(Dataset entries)
//! Owned cache store: load once, query many, release on a lifecycle event.

use std::sync::atomic::{AtomicU64, Ordering};
use std::sync::{Arc, Mutex, PoisonError, RwLock};
use std::time::{Duration, Instant};

use ldx_config::{log_cache_debug, log_cache_info, log_cache_warn};

use crate::error::{CacheError, Result};
use crate::format::{parse_rap2, CacheFormat, ParseDiagnostic};
use crate::inflate::{Decompressor, ZlibDecompressor};
use crate::normalize::PathNormalizer;
use crate::source::{ByteSource, FileSource};
use crate::table::PathTable;

/// Summary of a successful load
#[derive(Debug, Clone, PartialEq, Eq)]
pub struct LoadReport {
    pub format: CacheFormat,
    pub entries: usize,
    /// Records that were empty or normalized to nothing
    pub skipped_empty: usize,
    pub compressed_bytes: usize,
    pub inflated_bytes: usize,
    pub generation: u64,
    pub elapsed: Duration,
}

/// Cache store.
///
/// Queries go through [`CacheStore::snapshot`], which hands out the loaded
/// table behind an `Arc`; a release only drops the store's own reference.
pub struct CacheStore {
    source: Box<dyn ByteSource>,
    decompressor: Box<dyn Decompressor>,
    normalizer: PathNormalizer,
    table: RwLock<Option<Arc<PathTable>>>,
    load_lock: Mutex<()>,
    generation: AtomicU64,
    load_attempts: AtomicU64,
}

impl CacheStore {
    pub fn new(
        source: Box<dyn ByteSource>,
        decompressor: Box<dyn Decompressor>,
        normalizer: PathNormalizer,
    ) -> Self {
        Self {
            source,
            decompressor,
            normalizer,
            table: RwLock::new(None),
            load_lock: Mutex::new(()),
            generation: AtomicU64::new(0),
            load_attempts: AtomicU64::new(0),
        }
    }

    /// Store reading the zlib blob at `path`
    pub fn from_file(path: impl Into<std::path::PathBuf>, normalizer: PathNormalizer) -> Self {
        Self::new(
            Box::new(FileSource::new(path)),
            Box::new(ZlibDecompressor::new()),
            normalizer,
        )
    }

    pub fn normalizer(&self) -> &PathNormalizer {
        &self.normalizer
    }

    pub fn is_loaded(&self) -> bool {
        self.read_table().is_some()
    }

    /// Number of times the source was actually read
    pub fn load_attempts(&self) -> u64 {
        self.load_attempts.load(Ordering::Acquire)
    }

    /// Current table, if loaded
    pub fn snapshot(&self) -> Option<Arc<PathTable>> {
        self.read_table().clone()
    }

    /// Load the cache. A no-op when already loaded.
    ///
    /// Concurrent first callers serialize on an internal lock; exactly one
    /// of them reads the source. On failure the store stays unloaded.
    pub fn load(&self) -> Result<Arc<PathTable>> {
        self.load_with_report().map(|(table, _)| table)
    }

    /// Load and describe what was loaded.
    ///
    /// The report is `None` when the table was already loaded: sizes and
    /// timings are only known to the call that built it.
    pub fn load_with_report(&self) -> Result<(Arc<PathTable>, Option<LoadReport>)> {
        if let Some(table) = self.snapshot() {
            return Ok((table, None));
        }

        let _guard = self.load_lock.lock().unwrap_or_else(PoisonError::into_inner);
        if let Some(table) = self.snapshot() {
            return Ok((table, None));
        }

        self.load_attempts.fetch_add(1, Ordering::AcqRel);
        let (table, report) = self.load_uncached()?;
        *self.table.write().unwrap_or_else(PoisonError::into_inner) = Some(Arc::clone(&table));

        log_cache_info!(
            "Cache loaded",
            source = tracing::field::display(self.source.describe()),
            entries = report.entries,
            skipped_empty = report.skipped_empty,
            compressed_bytes = report.compressed_bytes,
            inflated_bytes = report.inflated_bytes,
            generation = report.generation,
            elapsed_ms = report.elapsed.as_secs_f64() * 1000.0,
        );
        Ok((table, Some(report)))
    }

    fn load_uncached(&self) -> Result<(Arc<PathTable>, LoadReport)> {
        let started = Instant::now();

        let compressed = self.source.read_all().map_err(|e| {
            log_cache_warn!("Cache file unavailable", error = tracing::field::display(&e));
            CacheError::from(e)
        })?;

        let inflated = self.decompressor.decompress(&compressed).map_err(|e| {
            log_cache_warn!("Cache decompression failed", error = tracing::field::display(&e));
            e
        })?;

        let parsed = parse_rap2(&inflated).map_err(|e| {
            log_cache_warn!("Cache parse failed", error = tracing::field::display(&e));
            CacheError::from(e)
        })?;

        for diagnostic in &parsed.diagnostics {
            match diagnostic {
                ParseDiagnostic::TruncatedTrailer { trailing } => {
                    log_cache_debug!("Trailing bytes too short for metadata length", trailing = *trailing);
                }
                ParseDiagnostic::SuspiciousMetadataLength { declared, available } => {
                    log_cache_debug!(
                        "Suspicious metadata length",
                        declared = *declared,
                        available = *available
                    );
                }
                ParseDiagnostic::UnreadableMetadata { declared } => {
                    log_cache_debug!("Metadata block unreadable", declared = *declared);
                }
            }
        }

        let generation = self.generation.fetch_add(1, Ordering::AcqRel) + 1;
        let table = PathTable::build(&parsed.paths, &self.normalizer, generation).with_source_info(
            CacheFormat::Rap2,
            parsed.metadata,
            parsed.diagnostics,
        );

        if table.is_empty() {
            log_cache_warn!("Cache contains no usable entries", declared = parsed.declared);
            return Err(CacheError::EmptyCache);
        }

        let report = LoadReport {
            format: table.format(),
            entries: table.len(),
            skipped_empty: parsed.skipped_empty + table.dropped(),
            compressed_bytes: compressed.len(),
            inflated_bytes: inflated.len(),
            generation,
            elapsed: started.elapsed(),
        };
        Ok((Arc::new(table), report))
    }

    /// Drop the loaded table. Safe to call when unloaded.
    ///
    /// Outstanding snapshots stay readable; handles taken from them no
    /// longer resolve against a later load.
    pub fn release(&self) {
        let _guard = self.load_lock.lock().unwrap_or_else(PoisonError::into_inner);
        if self
            .table
            .write()
            .unwrap_or_else(PoisonError::into_inner)
            .take()
            .is_some()
        {
            log_cache_debug!("Cache released");
        }
    }

    fn read_table(&self) -> std::sync::RwLockReadGuard<'_, Option<Arc<PathTable>>> {
        self.table.read().unwrap_or_else(PoisonError::into_inner)
    }
}

impl std::fmt::Debug for CacheStore {
    fn fmt(&self, f: &mut std::fmt::Formatter<'_>) -> std::fmt::Result {
        f.debug_struct("CacheStore")
            .field("source", &self.source.describe())
            .field("loaded", &self.is_loaded())
            .field("generation", &self.generation.load(Ordering::Relaxed))
            .finish()
    }
}
//! # ldx-location
//!
//! The cache-backed side of the host's resource protocol.
//!
//! - [`ResolutionFacade`]: exact lookups and prefix listings over a [`CacheStore`](ldx_cache::CacheStore)
//! - [`InjectionGate`]: one-shot cache-or-native decision per process
//! - [`CacheLocation`]: host location that forwards resolved paths to the
//!   native loose-file location
//! - [`LooseFileInjector`]: the intercepted traversal
//! - [`Session`]: wiring plus lifecycle handling

pub mod disk;
pub mod facade;
pub mod gate;
pub mod injector;
pub mod location;
pub mod protocol;
pub mod session;
pub mod switches;
pub mod testing;

pub use disk::{DiskInfo, DiskLooseFiles};
pub use facade::{PrefixMatches, ResolutionFacade, ResolutionStats, ResolvedPath};
pub use gate::{InjectionGate, InjectionState};
pub use injector::{LooseFileInjector, NativeTiming};
pub use location::{CacheLocation, LocationStats, LOCATION_NAME};
pub use protocol::{ErrorCode, Location, LooseFileBackend, Traverser};
pub use session::{LifecycleEvent, Session};
pub use switches::Switches;
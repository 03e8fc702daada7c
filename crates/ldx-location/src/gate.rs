//! One-shot "cache or native" decision for the session.

use std::sync::atomic::{AtomicU64, AtomicU8, Ordering};
use std::time::Duration;

use ldx_config::{log_gate_debug, log_gate_info};

/// Gate state. `Injected` and `NativeFallback` are terminal.
#[derive(Debug, Clone, Copy, PartialEq, Eq)]
#[repr(u8)]
pub enum InjectionState {
    Uninitialized = 0,
    Initializing = 1,
    Injected = 2,
    NativeFallback = 3,
}

impl InjectionState {
    pub fn from_u8(v: u8) -> Self {
        match v {
            0 => Self::Uninitialized,
            1 => Self::Initializing,
            2 => Self::Injected,
            _ => Self::NativeFallback,
        }
    }

    pub fn is_terminal(self) -> bool {
        matches!(self, Self::Injected | Self::NativeFallback)
    }
}

/// Exactly one caller runs the initializer; everyone else waits for its
/// outcome and then sees the same terminal state for the rest of the process.
#[derive(Debug)]
pub struct InjectionGate {
    state: AtomicU8,
    init_attempts: AtomicU64,
}

/// Moves the gate to `NativeFallback` if the initializer unwinds
struct InitGuard<'a> {
    gate: &'a InjectionGate,
    armed: bool,
}

impl Drop for InitGuard<'_> {
    fn drop(&mut self) {
        if self.armed {
            self.gate
                .state
                .store(InjectionState::NativeFallback as u8, Ordering::Release);
        }
    }
}

impl InjectionGate {
    pub const fn new() -> Self {
        Self {
            state: AtomicU8::new(InjectionState::Uninitialized as u8),
            init_attempts: AtomicU64::new(0),
        }
    }

    pub fn state(&self) -> InjectionState {
        InjectionState::from_u8(self.state.load(Ordering::Acquire))
    }

    pub fn is_injected(&self) -> bool {
        self.state() == InjectionState::Injected
    }

    /// How many times an initializer actually ran (0 or 1)
    pub fn init_attempts(&self) -> u64 {
        self.init_attempts.load(Ordering::Acquire)
    }

    /// Resolve the gate, running `init` if this caller wins the race.
    ///
    /// `init` returns true when the cache is usable. Callers that lose the
    /// race block until the winner finishes.
    pub fn resolve<F>(&self, init: F) -> InjectionState
    where
        F: FnOnce() -> bool,
    {
        let current = self.state();
        if current.is_terminal() {
            return current;
        }

        if self
            .state
            .compare_exchange(
                InjectionState::Uninitialized as u8,
                InjectionState::Initializing as u8,
                Ordering::AcqRel,
                Ordering::Acquire,
            )
            .is_ok()
        {
            self.init_attempts.fetch_add(1, Ordering::AcqRel);
            let mut guard = InitGuard {
                gate: self,
                armed: true,
            };
            let next = if init() {
                InjectionState::Injected
            } else {
                InjectionState::NativeFallback
            };
            guard.armed = false;
            self.state.store(next as u8, Ordering::Release);
            log_gate_info!("Injection gate resolved", state = tracing::field::debug(next));
            return next;
        }

        self.wait_terminal()
    }

    fn wait_terminal(&self) -> InjectionState {
        let mut backoff_count: u32 = 0;
        loop {
            let current = self.state();
            if current.is_terminal() {
                if backoff_count > 0 {
                    log_gate_debug!("Waited for gate initializer", spins = backoff_count);
                }
                return current;
            }

            backoff_count = backoff_count.saturating_add(1);
            if backoff_count < 10 {
                std::hint::spin_loop();
            } else if backoff_count < 100 {
                std::thread::yield_now();
            } else {
                std::thread::sleep(Duration::from_micros(50));
            }
        }
    }
}

impl Default for InjectionGate {
    fn default() -> Self {
        Self::new()
    }
}
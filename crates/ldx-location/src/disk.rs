//! Loose files served straight from a data directory.
//!
//! The reference [`LooseFileBackend`]: what the host's own loose-file
//! location does, minus the archive machinery. Its traversal walks the
//! directory tree on every call, which is exactly the cost the cache avoids.

use std::fs::{self, File};
use std::io;
use std::path::{Path, PathBuf};
use std::time::SystemTime;

use ldx_cache::{PathNormalizer, SEPARATOR};
use walkdir::WalkDir;

use crate::protocol::{ErrorCode, Location, LooseFileBackend, Result, Traverser};

pub const DISK_LOCATION_NAME: &str = "DiskLooseFiles";

#[derive(Debug, Clone, PartialEq, Eq)]
pub struct DiskInfo {
    pub size: u64,
    pub modified: Option<SystemTime>,
}

#[derive(Debug, Clone)]
pub struct DiskLooseFiles {
    data_dir: PathBuf,
    normalizer: PathNormalizer,
    prefix: String,
}

impl DiskLooseFiles {
    pub fn new(data_dir: impl Into<PathBuf>, normalizer: PathNormalizer) -> Self {
        let data_dir = data_dir.into();
        let prefix = data_dir.display().to_string();
        Self {
            data_dir,
            normalizer,
            prefix,
        }
    }

    pub fn data_dir(&self) -> &Path {
        &self.data_dir
    }

    /// Filesystem path of a canonical (or raw) request path.
    ///
    /// Canonical paths are lowercase; mixed-case trees need a
    /// case-insensitive filesystem.
    pub fn file_path(&self, path: &str) -> PathBuf {
        let canonical = self.normalizer.normalize(path);
        let relative = match self.normalizer.root() {
            Some(root) => canonical
                .strip_prefix(root.marker_prefix())
                .unwrap_or(&canonical),
            None => canonical.as_str(),
        };
        relative
            .split(SEPARATOR)
            .filter(|c| !c.is_empty() && *c != "." && *c != "..")
            .fold(self.data_dir.clone(), |acc, c| acc.join(c))
    }

    /// Canonical names of every regular file under the data directory, sorted
    pub fn walk(&self) -> Vec<String> {
        let mut names: Vec<String> = WalkDir::new(&self.data_dir)
            .follow_links(true)
            .into_iter()
            .filter_map(|entry| entry.ok())
            .filter(|entry| entry.file_type().is_file())
            .filter_map(|entry| {
                entry
                    .path()
                    .strip_prefix(&self.data_dir)
                    .ok()
                    .map(|rel| self.normalizer.normalize(&rel.to_string_lossy()))
            })
            .filter(|name| !name.is_empty())
            .collect();
        names.sort_unstable();
        names
    }

    fn open(&self, path: &str) -> Result<File> {
        File::open(self.file_path(path)).map_err(io_code)
    }

    fn info(&self, path: &str) -> Result<DiskInfo> {
        let metadata = fs::metadata(self.file_path(path)).map_err(io_code)?;
        if !metadata.is_file() {
            return Err(ErrorCode::InvalidType);
        }
        Ok(DiskInfo {
            size: metadata.len(),
            modified: metadata.modified().ok(),
        })
    }
}

fn io_code(e: io::Error) -> ErrorCode {
    match e.kind() {
        io::ErrorKind::NotFound => ErrorCode::NotExist,
        io::ErrorKind::OutOfMemory => ErrorCode::MemoryError,
        _ => ErrorCode::FileError,
    }
}

impl Location for DiskLooseFiles {
    type Stream = File;
    type AsyncStream = File;
    type Info = DiskInfo;

    fn create_stream(&self, path: &str, _read_only: bool) -> Result<File> {
        self.open(path)
    }

    fn create_async_stream(&self, path: &str, _read_only: bool) -> Result<File> {
        self.open(path)
    }

    fn traverse_prefix(&self, prefix: &str, traverser: &mut dyn Traverser) -> ErrorCode {
        let prefix = self.normalizer.normalize_prefix(prefix);
        let mut found = false;
        for name in self.walk().iter().filter(|n| n.starts_with(prefix.as_str())) {
            traverser.process_name(name, DISK_LOCATION_NAME);
            found = true;
        }
        if found {
            ErrorCode::None
        } else {
            ErrorCode::NotExist
        }
    }

    fn get_info(&self, path: &str) -> Result<DiskInfo> {
        self.info(path)
    }

    fn get_info_with_traverser(
        &self,
        path: &str,
        _traverser: Option<&mut dyn Traverser>,
    ) -> Result<DiskInfo> {
        self.info(path)
    }

    fn delete(&self, _path: &str) -> ErrorCode {
        ErrorCode::Unsupported
    }

    fn name(&self) -> &str {
        DISK_LOCATION_NAME
    }

    fn minimum_async_packet_size(&self) -> u32 {
        0
    }
}

impl LooseFileBackend for DiskLooseFiles {
    fn prefix(&self) -> &str {
        &self.prefix
    }
}

#[cfg(test)]
mod tests {
    use super::*;
    use std::io::Read;
    use tempfile::TempDir;

    fn backend() -> (TempDir, DiskLooseFiles) {
        let temp = TempDir::new().unwrap();
        let root = temp.path().join("Data");
        fs::create_dir_all(root.join("meshes/armor")).unwrap();
        fs::create_dir_all(root.join("textures")).unwrap();
        fs::write(root.join("meshes/armor/helmet.nif"), b"NIF").unwrap();
        fs::write(root.join("textures/face.dds"), b"DDS!").unwrap();
        let disk = DiskLooseFiles::new(&root, PathNormalizer::with_root("data", "root"));
        (temp, disk)
    }

    #[test]
    fn test_walk_yields_canonical_names() {
        let (_temp, disk) = backend();
        assert_eq!(
            disk.walk(),
            vec![r"data\meshes\armor\helmet.nif", r"data\textures\face.dds"]
        );
    }

    #[test]
    fn test_canonical_path_maps_to_file() {
        let (_temp, disk) = backend();
        let mut body = String::new();
        disk.create_stream(r"data\meshes\armor\helmet.nif", true)
            .unwrap()
            .read_to_string(&mut body)
            .unwrap();
        assert_eq!(body, "NIF");
        assert_eq!(disk.get_info(r"data\textures\face.dds").unwrap().size, 4);
        assert_eq!(disk.get_info(r"data\textures\nope.dds"), Err(ErrorCode::NotExist));
        assert_eq!(disk.get_info(r"data\textures"), Err(ErrorCode::InvalidType));
    }

    #[test]
    fn test_parent_components_stay_inside() {
        let (_temp, disk) = backend();
        let path = disk.file_path(r"data\..\..\etc\passwd");
        assert!(path.starts_with(disk.data_dir()));
    }

    #[test]
    fn test_native_traversal() {
        let (_temp, disk) = backend();
        let mut names = Vec::new();
        let code = disk.traverse_prefix("meshes", &mut |n: &str, _: &str| names.push(n.to_string()));
        assert_eq!(code, ErrorCode::None);
        assert_eq!(names, vec![r"data\meshes\armor\helmet.nif"]);
        assert_eq!(
            disk.traverse_prefix("sound", &mut |_: &str, _: &str| {}),
            ErrorCode::NotExist
        );
    }
}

EXERCISE DESCRIPTION:
Please give again the lines above between the line holding "data directory, sorted" and the line holding "fn info(&self, path: &str)", inclusive, exactly as they are and with nothing added.

REPLY:
    /// Canonical names of every regular file under the data directory, sorted
    pub fn walk(&self) -> Vec<String> {
        let mut names: Vec<String> = WalkDir::new(&self.data_dir)
            .follow_links(true)
            .into_iter()
            .filter_map(|entry| entry.ok())
            .filter(|entry| entry.file_type().is_file())
            .filter_map(|entry| {
                entry
                    .path()
                    .strip_prefix(&self.data_dir)
                    .ok()
                    .map(|rel| self.normalizer.normalize(&rel.to_string_lossy()))
            })
            .filter(|name| !name.is_empty())
            .collect();
        names.sort_unstable();
        names
    }

    fn open(&self, path: &str) -> Result<File> {
        File::open(self.file_path(path)).map_err(io_code)
    }

    fn info(&self, path: &str) -> Result<DiskInfo> {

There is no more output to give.